Anti-government protests fail to materialise in Angola after arrests

2011-03-08 07:24

Luanda – Plans for a mass protest against long-time Angolan President Jose Eduardo dos Santos failed to materialise after police arrested 15 people, including three journalists.

Organisers postponed the protest call from midnight to yesterday afternoon after three journalists for the Novo Jornal daily, a rapper famed for his inflammatory lyrics against Dos Santos, and about a dozen others were arrested overnight in the capital, according to an organiser and the paper’s director.

Although police released the detainees yesterday morning, no protest had materialised at Luanda’s May 1 Square by 5pm, three hours past the rescheduled starting time.

Military police patrolled the streets during the day, but by early evening only traffic police and a handful of pedestrians were in the area.

“We’re currently thinking of other open-air places in Luanda where the protesters can meet,” said Mangovo Ngoyo, one of the organisers and a member of the separatist movement in the oil-rich Angolan enclave of Cabinda.

Since last month, rumours have circulated on the internet of North Africa-style protests scheduled to begin on March 7 in this former Portuguese colony.

While the organisers of the protest remain largely anonymous, a Facebook page called “The Angolan People’s Revolution” had called on Angolans to march at midnight with posters “demanding the departure of Ze Du (Dos Santos’ nickname), his ministers and his corrupt friends”.

The director of Novo Jornal, Victor Silva, said the newspaper’s journalists were part of a group of 15 people arrested overnight at May 1 Square and carted away to a police station. He said all the detainees were later released.

“They were detained for no apparent reason,” Silva said of the journalists.

“They were in May 1 Square to report on whether or not the protest was happening, the number of people present, etc.”
Rapper Brigadeiro Mata Frakus, who recently returned from exile and was also arrested, is hugely popular on the internet since he released a song criticising Dos Santos, who has been in power since 1979.

Police had not responded to requests for information by early evening.

The chief opposition party, the National Union for the Total Independence of Angola, better known as Unita, had said it would not take part in the protests because it did not know who was calling for the marches.

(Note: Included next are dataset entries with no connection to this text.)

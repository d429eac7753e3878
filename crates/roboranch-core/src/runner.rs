//! The farm's outer loop.
//!
//! [`run_simulation`] calls [`run_tick`] until a run limit or an operator
//! stop ends it. Before every tick it honours a pause, then applies the
//! operator inbox so new multipliers and fleet commands take effect before
//! any robot moves. Between ticks it sleeps the configured interval, or
//! just yields when the interval is 0.
//!
//! [`run_tick`]: crate::tick::run_tick

use std::sync::Arc;
use std::time::Duration;

use tracing::{info, warn};

use crate::commands::{CommandError, CommandOutcome, apply_command};
use crate::operator::{OperatorInbox, OperatorState, RunMode, SimulationEndReason};
use crate::tick::{self, SimulationState, TickError, TickSummary};

/// Errors that can occur during the simulation run.
#[derive(Debug, thiserror::Error)]
pub enum RunnerError {
    /// A tick execution failed.
    #[error("tick error: {source}")]
    Tick {
        /// The underlying tick error.
        #[from]
        source: TickError,
    },
}

/// Result of the simulation run.
#[derive(Debug)]
pub struct SimulationResult {
    /// The reason the simulation ended.
    pub end_reason: SimulationEndReason,
    /// The last tick summary, if any tick completed.
    pub final_summary: Option<TickSummary>,
    /// Total number of ticks executed.
    pub total_ticks: u64,
}

/// Hooks invoked by the runner.
///
/// The engine uses these for autosave and for reporting removed robots to
/// the economy. The farm state is single-threaded, so implementations
/// need not be `Send`.
pub trait TickCallback {
    /// Called after a tick completes successfully.
    fn on_tick(&mut self, summary: &TickSummary, state: &SimulationState);

    /// Called for every queued command after it is applied.
    fn on_command(&mut self, _result: &Result<CommandOutcome, CommandError>) {}
}

/// A no-op tick callback for testing.
pub struct NoOpCallback;

impl TickCallback for NoOpCallback {
    fn on_tick(&mut self, _summary: &TickSummary, _state: &SimulationState) {}
}

/// Run the farm until a limit is hit or the operator stops it.
///
/// # Errors
///
/// Returns [`RunnerError`] if a tick fails.
pub async fn run_simulation(
    state: &mut SimulationState,
    operator: &Arc<OperatorState>,
    callback: &mut dyn TickCallback,
) -> Result<SimulationResult, RunnerError> {
    let limits = operator.limits();
    let mut last_summary: Option<TickSummary> = None;
    let mut total_ticks: u64 = 0;

    info!(
        start_tick = state.clock.tick(),
        robots = state.fleet.len(),
        max_ticks = ?limits.max_ticks,
        max_real_time = ?limits.max_real_time,
        tick_interval_ms = operator.tick_interval_ms(),
        "Farm starting"
    );

    let end_reason = loop {
        if operator.mode() == RunMode::Paused {
            info!(tick = state.clock.tick(), "Farm paused");
            operator.wait_while_paused().await;
            info!(tick = state.clock.tick(), "Farm resumed");
        }
        if operator.is_stopping() {
            info!(tick = state.clock.tick(), "Stop requested");
            break SimulationEndReason::OperatorStop;
        }
        if operator.time_exhausted() {
            info!(elapsed = ?operator.elapsed(), "Wall-clock limit reached");
            break SimulationEndReason::MaxRealTimeReached;
        }

        apply_inbox(state, operator.take_inbox().await, callback);

        let summary = tick::run_tick(state)?;
        total_ticks = total_ticks.saturating_add(1);
        callback.on_tick(&summary, state);

        let done = limits.ticks_exhausted(summary.tick);
        last_summary = Some(summary);
        if done {
            info!(tick = state.clock.tick(), "Tick limit reached");
            break SimulationEndReason::MaxTicksReached;
        }

        match operator.tick_interval_ms() {
            0 => tokio::task::yield_now().await,
            ms => tokio::time::sleep(Duration::from_millis(ms)).await,
        }
    };

    Ok(SimulationResult {
        end_reason: operator.record_end(end_reason),
        final_summary: last_summary,
        total_ticks,
    })
}

/// Apply multipliers first, then commands in arrival order.
fn apply_inbox(state: &mut SimulationState, inbox: OperatorInbox, callback: &mut dyn TickCallback) {
    if let Some(multipliers) = inbox.multipliers {
        info!(
            speed_permille = multipliers.speed_permille,
            battery_drain_permille = multipliers.battery_drain_permille,
            work_delay_permille = multipliers.work_delay_permille,
            extra_robot_slots = multipliers.extra_robot_slots,
            "Multipliers updated"
        );
        state.multipliers = multipliers;
    }
    for command in inbox.commands {
        let result = apply_command(state, command);
        if let Err(ref err) = result {
            warn!(error = %err, "Fleet command rejected");
        }
        callback.on_command(&result);
    }
}

/// Log how the run ended and where the farm got to.
pub fn log_simulation_end(result: &SimulationResult) {
    match result.final_summary {
        Some(ref last) => info!(
            reason = ?result.end_reason,
            total_ticks = result.total_ticks,
            tick = last.tick,
            day = last.day,
            season = ?last.season,
            robots = last.robots,
            "Farm stopped"
        ),
        None => warn!(reason = ?result.end_reason, "Farm stopped before its first tick"),
    }
}

#[cfg(test)]
#[allow(clippy::unwrap_used, clippy::arithmetic_side_effects)]
mod tests {
    use roboranch_agents::{Multipliers, SharedStock};
    use roboranch_types::{FleetCommand, Position, TileKind};
    use roboranch_world::FarmGrid;

    use super::*;
    use crate::config::{SimulationBoundsConfig, SimulationConfig};

    fn state() -> SimulationState {
        let grid = FarmGrid::new(12, 12, TileKind::Grass).unwrap();
        SimulationState::new(SimulationConfig::default(), grid, SharedStock::default()).unwrap()
    }

    fn operator(max_ticks: u64) -> Arc<OperatorState> {
        Arc::new(OperatorState::new(&SimulationBoundsConfig {
            max_ticks,
            max_real_time_seconds: 0,
            tick_interval_ms: 0,
        }))
    }

    #[derive(Default)]
    struct Recorder {
        ticks: u64,
        commands: Vec<bool>,
    }

    impl TickCallback for Recorder {
        fn on_tick(&mut self, _summary: &TickSummary, _state: &SimulationState) {
            self.ticks += 1;
        }

        fn on_command(&mut self, result: &Result<CommandOutcome, CommandError>) {
            self.commands.push(result.is_ok());
        }
    }

    #[tokio::test]
    async fn bounded_by_max_ticks() {
        let mut state = state();
        let operator = operator(5);
        let result = run_simulation(&mut state, &operator, &mut NoOpCallback)
            .await
            .unwrap();
        assert_eq!(result.end_reason, SimulationEndReason::MaxTicksReached);
        assert_eq!(result.total_ticks, 5);
        assert_eq!(state.clock.tick(), 5);
        assert_eq!(
            operator.end_reason(),
            Some(SimulationEndReason::MaxTicksReached)
        );
    }

    #[tokio::test]
    async fn operator_stop() {
        let mut state = state();
        let operator = operator(0);
        operator.request_stop();
        let result = run_simulation(&mut state, &operator, &mut NoOpCallback)
            .await
            .unwrap();
        assert_eq!(result.end_reason, SimulationEndReason::OperatorStop);
        assert_eq!(result.total_ticks, 0);
        assert!(result.final_summary.is_none());
    }

    #[tokio::test]
    async fn queued_commands_apply_before_the_tick() {
        let mut state = state();
        let operator = operator(3);
        let deploy = |x| FleetCommand::Deploy {
            model: "basic".to_owned(),
            home: Position::new(x, 2),
        };
        operator.queue_command(deploy(2)).await;
        operator.queue_command(deploy(40)).await;
        operator.set_multipliers(Multipliers::SHAREHOLDER).await;

        let mut recorder = Recorder::default();
        let result = run_simulation(&mut state, &operator, &mut recorder)
            .await
            .unwrap();

        assert_eq!(recorder.ticks, 3);
        assert_eq!(recorder.commands, vec![true, false]);
        assert_eq!(state.fleet.len(), 1);
        assert_eq!(state.multipliers, Multipliers::SHAREHOLDER);
        assert_eq!(result.final_summary.unwrap().robots, 1);
    }

    #[tokio::test]
    async fn stop_from_another_task() {
        let mut state = state();
        let operator = Arc::new(OperatorState::new(&SimulationBoundsConfig {
            max_ticks: 0,
            max_real_time_seconds: 0,
            tick_interval_ms: 1,
        }));
        let remote = Arc::clone(&operator);
        let stopper = tokio::spawn(async move {
            tokio::time::sleep(tokio::time::Duration::from_millis(20)).await;
            remote.request_stop();
        });
        let result = run_simulation(&mut state, &operator, &mut NoOpCallback)
            .await
            .unwrap();
        stopper.await.unwrap();
        assert_eq!(result.end_reason, SimulationEndReason::OperatorStop);
        assert!(result.total_ticks > 0);
    }

    #[tokio::test]
    async fn paused_loop_waits_for_resume() {
        let mut state = state();
        let operator = operator(4);
        operator.pause();
        let remote = Arc::clone(&operator);
        let resumer = tokio::spawn(async move {
            tokio::time::sleep(Duration::from_millis(20)).await;
            assert_eq!(remote.mode(), RunMode::Paused);
            remote.resume();
        });
        let result = run_simulation(&mut state, &operator, &mut NoOpCallback)
            .await
            .unwrap();
        resumer.await.unwrap();
        assert_eq!(result.end_reason, SimulationEndReason::MaxTicksReached);
        assert_eq!(result.total_ticks, 4);
    }
}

Many had dismissed the anonymous call to protest as a charade. But the ruling party, the Popular Movement for the Liberation of Angola, or MPLA, reacted with a show of strength by organising large pro-government demonstrations Saturday in Luanda and several other cities.

Angola is the continent’s largest producer of crude oil along with Nigeria, but the majority of its 18 million people live beneath the poverty line.

“What outrages people is that Angola is a rich country. The government knows well that the level of discontent is growing,” said investigative journalist Rafael Marques.

But more than 80% of voters elected the presidential party during 2008 elections, the first since the end of its 27-year civil war in 2002.

Elias Isaac, head of non-profit Open Society’s Angola office, said the country faced problems similar to those that sparked the unrest in North Africa, but was unlikely to return to violence so soon after its civil war.

“There are enough ingredients in Angola for people to easily connect with what’s happening in North Africa, especially in the social and political arenas,” he said.

But, he added: “There have only been eight years of peace here, and the people, who lost everything, aren’t ready to let go of the little they’ve acquired.”